--- Available data Enclosed Below ---
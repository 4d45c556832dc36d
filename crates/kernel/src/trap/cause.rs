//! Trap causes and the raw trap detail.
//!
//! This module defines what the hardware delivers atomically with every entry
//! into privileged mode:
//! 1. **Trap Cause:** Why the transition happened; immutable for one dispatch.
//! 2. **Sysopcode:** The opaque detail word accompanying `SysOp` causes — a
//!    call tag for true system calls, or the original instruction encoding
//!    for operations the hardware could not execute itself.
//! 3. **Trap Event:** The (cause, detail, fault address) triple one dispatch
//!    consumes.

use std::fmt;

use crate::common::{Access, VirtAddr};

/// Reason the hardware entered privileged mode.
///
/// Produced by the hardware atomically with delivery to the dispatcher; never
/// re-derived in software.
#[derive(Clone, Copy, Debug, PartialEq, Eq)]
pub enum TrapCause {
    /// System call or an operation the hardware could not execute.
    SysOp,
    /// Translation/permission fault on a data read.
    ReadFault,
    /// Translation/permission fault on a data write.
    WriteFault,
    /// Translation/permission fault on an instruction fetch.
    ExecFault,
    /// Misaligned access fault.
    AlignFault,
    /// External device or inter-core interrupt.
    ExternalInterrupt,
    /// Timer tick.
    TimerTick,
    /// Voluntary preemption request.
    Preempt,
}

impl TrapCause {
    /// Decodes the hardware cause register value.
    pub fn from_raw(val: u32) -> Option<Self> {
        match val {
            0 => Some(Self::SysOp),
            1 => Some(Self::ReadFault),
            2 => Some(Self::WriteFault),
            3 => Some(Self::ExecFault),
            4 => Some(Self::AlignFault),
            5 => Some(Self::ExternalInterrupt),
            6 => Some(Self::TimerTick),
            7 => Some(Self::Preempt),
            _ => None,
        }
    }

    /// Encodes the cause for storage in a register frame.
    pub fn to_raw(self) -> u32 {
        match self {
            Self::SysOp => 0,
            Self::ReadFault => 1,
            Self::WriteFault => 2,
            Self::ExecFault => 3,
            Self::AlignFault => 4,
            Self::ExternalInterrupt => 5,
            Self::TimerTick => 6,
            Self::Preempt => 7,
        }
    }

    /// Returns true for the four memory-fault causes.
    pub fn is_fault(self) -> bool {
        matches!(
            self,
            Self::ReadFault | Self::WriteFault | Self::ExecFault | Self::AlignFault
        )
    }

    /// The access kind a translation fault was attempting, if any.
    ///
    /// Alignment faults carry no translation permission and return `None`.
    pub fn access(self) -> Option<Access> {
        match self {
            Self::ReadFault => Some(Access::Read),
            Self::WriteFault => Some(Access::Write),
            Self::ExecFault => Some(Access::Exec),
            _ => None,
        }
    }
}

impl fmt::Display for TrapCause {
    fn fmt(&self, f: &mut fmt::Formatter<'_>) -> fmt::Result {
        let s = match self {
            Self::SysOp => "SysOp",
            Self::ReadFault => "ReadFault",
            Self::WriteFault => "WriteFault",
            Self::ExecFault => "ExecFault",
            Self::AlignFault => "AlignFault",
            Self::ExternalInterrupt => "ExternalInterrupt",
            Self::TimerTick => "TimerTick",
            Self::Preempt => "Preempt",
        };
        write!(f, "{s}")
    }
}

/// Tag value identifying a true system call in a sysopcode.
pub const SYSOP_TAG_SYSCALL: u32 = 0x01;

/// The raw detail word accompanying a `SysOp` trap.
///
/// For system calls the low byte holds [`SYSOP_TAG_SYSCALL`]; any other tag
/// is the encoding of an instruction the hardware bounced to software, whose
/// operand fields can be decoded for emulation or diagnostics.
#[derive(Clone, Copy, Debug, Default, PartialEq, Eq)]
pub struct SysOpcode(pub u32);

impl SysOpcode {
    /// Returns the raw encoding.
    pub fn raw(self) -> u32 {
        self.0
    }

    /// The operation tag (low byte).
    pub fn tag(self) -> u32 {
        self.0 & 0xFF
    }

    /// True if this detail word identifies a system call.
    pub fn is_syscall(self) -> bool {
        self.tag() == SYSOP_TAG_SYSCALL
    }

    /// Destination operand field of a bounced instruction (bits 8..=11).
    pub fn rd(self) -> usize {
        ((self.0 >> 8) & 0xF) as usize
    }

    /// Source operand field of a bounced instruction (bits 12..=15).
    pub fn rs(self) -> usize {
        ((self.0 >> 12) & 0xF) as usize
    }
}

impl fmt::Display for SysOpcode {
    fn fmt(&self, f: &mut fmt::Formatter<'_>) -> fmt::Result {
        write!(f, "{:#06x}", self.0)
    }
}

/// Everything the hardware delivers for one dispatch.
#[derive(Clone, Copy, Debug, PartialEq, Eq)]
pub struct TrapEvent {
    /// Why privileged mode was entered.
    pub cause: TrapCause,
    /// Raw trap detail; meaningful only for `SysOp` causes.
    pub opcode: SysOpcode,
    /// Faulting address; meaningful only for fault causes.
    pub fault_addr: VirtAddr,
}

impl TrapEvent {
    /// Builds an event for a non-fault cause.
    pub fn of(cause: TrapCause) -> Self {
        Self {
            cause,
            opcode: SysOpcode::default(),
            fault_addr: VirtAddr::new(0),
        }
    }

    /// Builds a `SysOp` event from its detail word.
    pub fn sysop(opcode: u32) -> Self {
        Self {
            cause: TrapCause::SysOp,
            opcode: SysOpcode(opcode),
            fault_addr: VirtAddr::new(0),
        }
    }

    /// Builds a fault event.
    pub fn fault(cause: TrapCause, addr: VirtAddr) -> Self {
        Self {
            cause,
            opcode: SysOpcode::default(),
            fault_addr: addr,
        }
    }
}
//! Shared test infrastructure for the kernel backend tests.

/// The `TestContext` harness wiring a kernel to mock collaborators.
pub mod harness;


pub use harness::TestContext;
--- End of Enclosed Available data ---
--- Available data Enclosed Below ---
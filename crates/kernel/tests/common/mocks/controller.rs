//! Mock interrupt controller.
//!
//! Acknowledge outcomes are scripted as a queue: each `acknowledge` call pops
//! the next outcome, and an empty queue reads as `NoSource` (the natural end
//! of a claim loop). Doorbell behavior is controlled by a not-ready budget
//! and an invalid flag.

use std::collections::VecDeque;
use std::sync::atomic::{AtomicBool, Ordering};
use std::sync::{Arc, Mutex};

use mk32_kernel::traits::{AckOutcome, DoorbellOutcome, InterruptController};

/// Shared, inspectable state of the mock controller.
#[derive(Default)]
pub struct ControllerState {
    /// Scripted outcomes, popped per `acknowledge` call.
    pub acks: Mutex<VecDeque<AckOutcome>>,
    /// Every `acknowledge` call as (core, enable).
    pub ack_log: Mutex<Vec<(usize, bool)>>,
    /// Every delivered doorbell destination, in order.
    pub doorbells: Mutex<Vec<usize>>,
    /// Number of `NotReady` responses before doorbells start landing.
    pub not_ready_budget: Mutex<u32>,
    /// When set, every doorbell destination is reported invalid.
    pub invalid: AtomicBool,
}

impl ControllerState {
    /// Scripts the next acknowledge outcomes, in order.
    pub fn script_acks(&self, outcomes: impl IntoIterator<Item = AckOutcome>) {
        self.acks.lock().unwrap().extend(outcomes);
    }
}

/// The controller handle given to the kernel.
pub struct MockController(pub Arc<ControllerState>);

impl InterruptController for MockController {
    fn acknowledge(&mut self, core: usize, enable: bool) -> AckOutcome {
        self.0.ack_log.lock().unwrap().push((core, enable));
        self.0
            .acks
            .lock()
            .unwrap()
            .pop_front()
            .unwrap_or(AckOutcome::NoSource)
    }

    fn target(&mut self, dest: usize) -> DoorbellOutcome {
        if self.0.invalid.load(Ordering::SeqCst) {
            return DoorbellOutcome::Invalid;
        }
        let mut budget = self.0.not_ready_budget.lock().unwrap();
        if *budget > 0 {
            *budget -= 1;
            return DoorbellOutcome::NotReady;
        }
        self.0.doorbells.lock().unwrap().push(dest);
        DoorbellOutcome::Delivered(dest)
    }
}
--- End of Enclosed Available data ---
§ **What the task requires**
Using the data above, reproduce exactly the lines between those holding "to mock collaborators." and "pub use harness::TestContext;", inclusive, and no others.

§ **Expected answer**
/// The `TestContext` harness wiring a kernel to mock collaborators.
pub mod harness;


pub use harness::TestContext;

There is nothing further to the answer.